Your assignment – In the entries that follow, count each line containing "AutoCommit" and state the total, nothing more.

[Source data]
__________________________________________________
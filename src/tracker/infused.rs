//! Infused tracker: lightweight secondary instrumentation inside a trial
//!
//! Shares a trial directory and `tid` with the primary tracker but owns its
//! own `uid`, so nested or auxiliary instrumentation never overwrites the
//! primary record: its info lands in a private `info-<uid>.yaml` file and its
//! metric files carry the uid as a suffix. There are no lifecycle states
//! beyond active.

use std::collections::BTreeMap;
use std::sync::Arc;

use chrono::{DateTime, Utc};
use serde::Serialize;
use serde_yaml::Mapping;
use tracing::{debug, info, warn};
use uuid::Uuid;

use crate::error::Result;
use crate::hook::Hook;
use crate::metrics::{MetricFormat, MetricsExporter};
use crate::storage::{self, AutoCommit, Storage, WriteHandle};
use crate::tracker::Track;

#[derive(Serialize)]
struct InfoFile<'a> {
    at: DateTime<Utc>,
    info: &'a Mapping,
}

/// Secondary tracker bound to an existing trial directory.
pub struct InfusedTracker {
    dir: String,
    storage: Arc<dyn Storage>,
    hook: Arc<dyn Hook>,
    metrics: MetricsExporter,
    uid: String,
    tid: String,
    info: Mapping,
    info_file: String,
}

impl InfusedTracker {
    pub(crate) fn new(
        dir: String,
        tid: String,
        storage: Arc<dyn Storage>,
        hook: Arc<dyn Hook>,
    ) -> Self {
        let uid = Uuid::now_v7().simple().to_string();
        let metrics = MetricsExporter::new(Arc::clone(&storage), dir.clone()).with_uid_suffix(&uid);
        Self {
            dir,
            storage,
            hook,
            metrics,
            info_file: format!("info-{uid}.yaml"),
            uid,
            tid,
            info: Mapping::new(),
        }
    }

    /// Name of this tracker's private info file inside the trial directory.
    #[must_use]
    pub fn info_file(&self) -> &str {
        &self.info_file
    }

    /// Merge fields into the private info and persist it immediately.
    ///
    /// Unlike the primary tracker, every call writes the info file; there is
    /// no batching.
    ///
    /// # Errors
    ///
    /// Fails when the info file cannot be written.
    pub fn inform(&mut self, fields: Mapping) -> Result<()> {
        for (k, v) in fields {
            if let Some(old) = self.info.get(&k) {
                if *old != v {
                    warn!("overwrite informed field {k:?}: {old:?} -> {v:?}");
                }
            }
            self.info.insert(k, v);
        }
        let body = serde_yaml::to_string(&InfoFile {
            at: Utc::now(),
            info: &self.info,
        })?;
        storage::write_all(
            &*self.storage,
            &format!("{}/{}", self.dir, self.info_file),
            body.as_bytes(),
        )
    }
}

impl Track for InfusedTracker {
    fn uid(&self) -> &str {
        &self.uid
    }

    fn tid(&self) -> &str {
        &self.tid
    }

    fn dir(&self) -> &str {
        &self.dir
    }

    fn inform(&mut self, fields: Mapping) -> Result<()> {
        Self::inform(self, fields)
    }

    fn meter(
        &mut self,
        values: BTreeMap<String, serde_json::Value>,
        series: Option<&str>,
        format: Option<MetricFormat>,
    ) -> Result<()> {
        self.metrics.record(values, series.unwrap_or(""), format)
    }

    fn flush(&mut self) -> Result<()> {
        info!(uid = %self.uid, "flush infused tracker");
        let hook = Arc::clone(&self.hook);
        hook.on_tracker_flush(self);
        self.metrics.flush()
    }

    fn activate(&mut self) {
        info!(dir = %self.dir, "activate infused tracker");
        let hook = Arc::clone(&self.hook);
        hook.on_tracker_infused(self);
    }

    fn attach(&self, name: &str) -> Result<Box<dyn WriteHandle>> {
        let path = format!("{}/{name}", self.dir);
        debug!(name, path = %path, "open attachment");
        self.storage.open_write(&path, AutoCommit::OnClose)
    }
}

#[cfg(test)]
mod tests {
    use serde_yaml::Value;

    use super::*;
    use crate::hook::NoopHook;
    use crate::storage::LocalStorage;
    use crate::tracker::Tracker;

    fn primary(dir: &std::path::Path) -> Tracker {
        Tracker::new(
            dir.to_string_lossy().into_owned(),
            "t1",
            Mapping::new(),
            Arc::new(LocalStorage),
            Arc::new(NoopHook),
        )
    }

    #[test]
    fn test_infused_shares_tid_with_own_uid() {
        let dir = tempfile::tempdir().unwrap();
        let tracker = primary(dir.path());
        let infused = tracker.infused();
        assert_eq!(infused.tid(), tracker.tid());
        assert_ne!(infused.uid(), tracker.uid());
        assert_eq!(infused.dir(), tracker.dir());
    }

    #[test]
    fn test_inform_writes_private_file_every_call() {
        let dir = tempfile::tempdir().unwrap();
        let mut infused = primary(dir.path()).infused();

        infused
            .inform([(Value::from("stage"), Value::from("warmup"))].into_iter().collect())
            .unwrap();
        let path = dir.path().join(infused.info_file());
        assert!(path.exists());

        infused
            .inform([(Value::from("stage"), Value::from("train"))].into_iter().collect())
            .unwrap();
        let body = std::fs::read_to_string(&path).unwrap();
        assert!(body.contains("stage: train"));
        assert!(body.contains("at:"));
    }

    #[test]
    fn test_metric_files_carry_uid_suffix() {
        let dir = tempfile::tempdir().unwrap();
        let mut infused = primary(dir.path()).infused();
        infused
            .meter(
                [("x".to_string(), serde_json::Value::from(1.0))].into_iter().collect(),
                None,
                None,
            )
            .unwrap();
        Track::flush(&mut infused).unwrap();

        let names = LocalStorage.list(&dir.path().to_string_lossy()).unwrap();
        let metric = names.iter().find(|n| n.starts_with("metrics-")).unwrap();
        assert!(metric.contains(infused.uid()));
    }
}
__________________________________________________
Exercise output – 2